▸ BRIEF: Bring together every line in the data that includes "reference".

▸ Records from a collection:
§

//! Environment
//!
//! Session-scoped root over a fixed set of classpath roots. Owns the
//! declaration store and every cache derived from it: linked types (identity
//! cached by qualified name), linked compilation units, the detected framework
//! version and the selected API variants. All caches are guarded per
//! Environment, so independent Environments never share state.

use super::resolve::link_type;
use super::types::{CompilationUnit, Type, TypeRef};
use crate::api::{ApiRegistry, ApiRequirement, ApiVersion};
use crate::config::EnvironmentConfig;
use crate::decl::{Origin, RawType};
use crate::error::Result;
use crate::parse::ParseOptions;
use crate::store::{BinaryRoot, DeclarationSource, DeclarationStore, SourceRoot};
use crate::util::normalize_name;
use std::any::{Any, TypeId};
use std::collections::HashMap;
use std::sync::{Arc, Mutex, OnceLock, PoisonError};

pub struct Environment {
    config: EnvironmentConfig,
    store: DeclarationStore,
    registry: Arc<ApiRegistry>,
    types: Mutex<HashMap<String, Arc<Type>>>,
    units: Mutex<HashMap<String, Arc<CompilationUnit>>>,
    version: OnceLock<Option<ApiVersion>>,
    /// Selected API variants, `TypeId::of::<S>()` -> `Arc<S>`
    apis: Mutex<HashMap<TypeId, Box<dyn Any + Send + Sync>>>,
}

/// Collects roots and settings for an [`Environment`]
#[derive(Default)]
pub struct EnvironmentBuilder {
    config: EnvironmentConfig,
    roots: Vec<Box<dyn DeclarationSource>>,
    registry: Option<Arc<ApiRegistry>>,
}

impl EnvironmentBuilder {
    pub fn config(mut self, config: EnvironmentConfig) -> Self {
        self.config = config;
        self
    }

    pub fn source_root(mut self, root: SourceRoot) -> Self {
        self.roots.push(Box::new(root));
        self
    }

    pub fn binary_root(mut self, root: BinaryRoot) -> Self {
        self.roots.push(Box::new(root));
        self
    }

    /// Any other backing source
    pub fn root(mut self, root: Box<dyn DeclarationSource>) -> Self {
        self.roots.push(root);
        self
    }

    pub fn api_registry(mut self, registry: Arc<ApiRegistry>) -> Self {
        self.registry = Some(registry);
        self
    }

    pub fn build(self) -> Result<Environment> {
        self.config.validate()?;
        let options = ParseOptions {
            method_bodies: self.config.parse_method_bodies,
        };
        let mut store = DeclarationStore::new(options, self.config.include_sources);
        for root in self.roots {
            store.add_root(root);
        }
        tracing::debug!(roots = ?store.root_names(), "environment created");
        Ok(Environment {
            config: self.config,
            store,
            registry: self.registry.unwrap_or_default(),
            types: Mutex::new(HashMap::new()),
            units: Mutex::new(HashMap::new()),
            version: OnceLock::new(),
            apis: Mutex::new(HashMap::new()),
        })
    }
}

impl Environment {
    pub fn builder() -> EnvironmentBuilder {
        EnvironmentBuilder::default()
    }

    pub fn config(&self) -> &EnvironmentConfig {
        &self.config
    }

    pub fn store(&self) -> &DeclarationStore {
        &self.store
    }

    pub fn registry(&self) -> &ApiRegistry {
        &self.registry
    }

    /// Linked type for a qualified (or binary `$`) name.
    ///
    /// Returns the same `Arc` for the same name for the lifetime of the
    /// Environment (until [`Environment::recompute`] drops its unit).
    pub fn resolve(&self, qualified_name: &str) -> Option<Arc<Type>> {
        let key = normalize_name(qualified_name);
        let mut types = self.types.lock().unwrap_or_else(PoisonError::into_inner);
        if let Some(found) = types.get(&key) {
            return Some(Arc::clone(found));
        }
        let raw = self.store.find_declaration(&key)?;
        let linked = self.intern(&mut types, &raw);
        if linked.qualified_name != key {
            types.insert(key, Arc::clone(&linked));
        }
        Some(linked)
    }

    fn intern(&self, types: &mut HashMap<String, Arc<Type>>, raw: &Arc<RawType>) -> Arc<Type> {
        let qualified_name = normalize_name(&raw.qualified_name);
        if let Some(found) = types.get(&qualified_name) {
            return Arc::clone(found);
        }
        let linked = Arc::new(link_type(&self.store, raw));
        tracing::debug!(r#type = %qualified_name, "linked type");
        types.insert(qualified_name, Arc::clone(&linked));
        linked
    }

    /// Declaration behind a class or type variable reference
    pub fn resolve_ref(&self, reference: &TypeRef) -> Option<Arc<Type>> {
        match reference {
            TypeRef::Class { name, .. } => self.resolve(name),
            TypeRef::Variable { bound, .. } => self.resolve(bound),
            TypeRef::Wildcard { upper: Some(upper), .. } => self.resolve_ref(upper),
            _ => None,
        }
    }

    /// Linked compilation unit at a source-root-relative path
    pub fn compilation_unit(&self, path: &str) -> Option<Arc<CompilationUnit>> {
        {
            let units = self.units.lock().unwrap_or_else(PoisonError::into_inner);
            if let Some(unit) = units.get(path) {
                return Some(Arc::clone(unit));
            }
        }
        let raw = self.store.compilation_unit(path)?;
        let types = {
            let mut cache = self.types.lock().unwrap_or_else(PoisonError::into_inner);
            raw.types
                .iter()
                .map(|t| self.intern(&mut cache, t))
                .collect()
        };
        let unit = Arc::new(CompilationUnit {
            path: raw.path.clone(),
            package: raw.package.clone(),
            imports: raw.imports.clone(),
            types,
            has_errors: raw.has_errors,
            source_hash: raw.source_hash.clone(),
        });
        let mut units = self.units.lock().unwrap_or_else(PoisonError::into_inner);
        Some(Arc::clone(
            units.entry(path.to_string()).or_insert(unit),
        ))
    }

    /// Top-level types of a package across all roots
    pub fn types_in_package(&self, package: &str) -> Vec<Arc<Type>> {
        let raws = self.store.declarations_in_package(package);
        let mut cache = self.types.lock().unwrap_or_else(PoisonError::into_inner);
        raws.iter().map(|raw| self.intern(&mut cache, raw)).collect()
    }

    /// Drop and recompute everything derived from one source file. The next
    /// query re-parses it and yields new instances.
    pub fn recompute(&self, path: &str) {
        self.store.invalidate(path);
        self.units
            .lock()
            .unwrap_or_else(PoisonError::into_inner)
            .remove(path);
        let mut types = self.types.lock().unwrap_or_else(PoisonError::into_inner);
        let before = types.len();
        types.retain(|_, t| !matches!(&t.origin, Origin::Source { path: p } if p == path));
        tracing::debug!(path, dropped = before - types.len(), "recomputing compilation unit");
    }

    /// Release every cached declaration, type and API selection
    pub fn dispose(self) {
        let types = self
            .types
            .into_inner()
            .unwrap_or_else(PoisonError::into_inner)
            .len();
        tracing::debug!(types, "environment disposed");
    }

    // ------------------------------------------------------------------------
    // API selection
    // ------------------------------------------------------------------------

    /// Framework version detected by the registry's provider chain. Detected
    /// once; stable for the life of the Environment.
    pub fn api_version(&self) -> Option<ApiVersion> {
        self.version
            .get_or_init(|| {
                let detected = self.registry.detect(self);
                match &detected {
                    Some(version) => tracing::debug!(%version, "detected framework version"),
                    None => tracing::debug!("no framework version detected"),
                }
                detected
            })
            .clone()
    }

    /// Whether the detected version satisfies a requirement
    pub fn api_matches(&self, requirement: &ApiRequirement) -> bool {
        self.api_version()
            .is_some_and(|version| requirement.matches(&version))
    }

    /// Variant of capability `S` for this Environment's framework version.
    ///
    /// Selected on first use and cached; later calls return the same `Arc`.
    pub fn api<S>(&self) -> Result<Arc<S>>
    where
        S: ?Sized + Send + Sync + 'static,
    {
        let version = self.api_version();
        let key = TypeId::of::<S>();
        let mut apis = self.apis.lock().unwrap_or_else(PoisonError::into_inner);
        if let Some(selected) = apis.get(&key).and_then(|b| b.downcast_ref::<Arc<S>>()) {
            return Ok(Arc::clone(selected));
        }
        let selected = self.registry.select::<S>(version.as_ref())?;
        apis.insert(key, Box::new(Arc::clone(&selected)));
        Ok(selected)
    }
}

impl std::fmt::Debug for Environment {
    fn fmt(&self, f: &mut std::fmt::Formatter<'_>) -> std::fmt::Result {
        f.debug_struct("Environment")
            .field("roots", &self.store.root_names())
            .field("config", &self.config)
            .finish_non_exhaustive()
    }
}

§

▸ ANSWER BOX:
    /// Declaration behind a class or type variable reference
    pub fn resolve_ref(&self, reference: &TypeRef) -> Option<Arc<Type>> {
        match reference {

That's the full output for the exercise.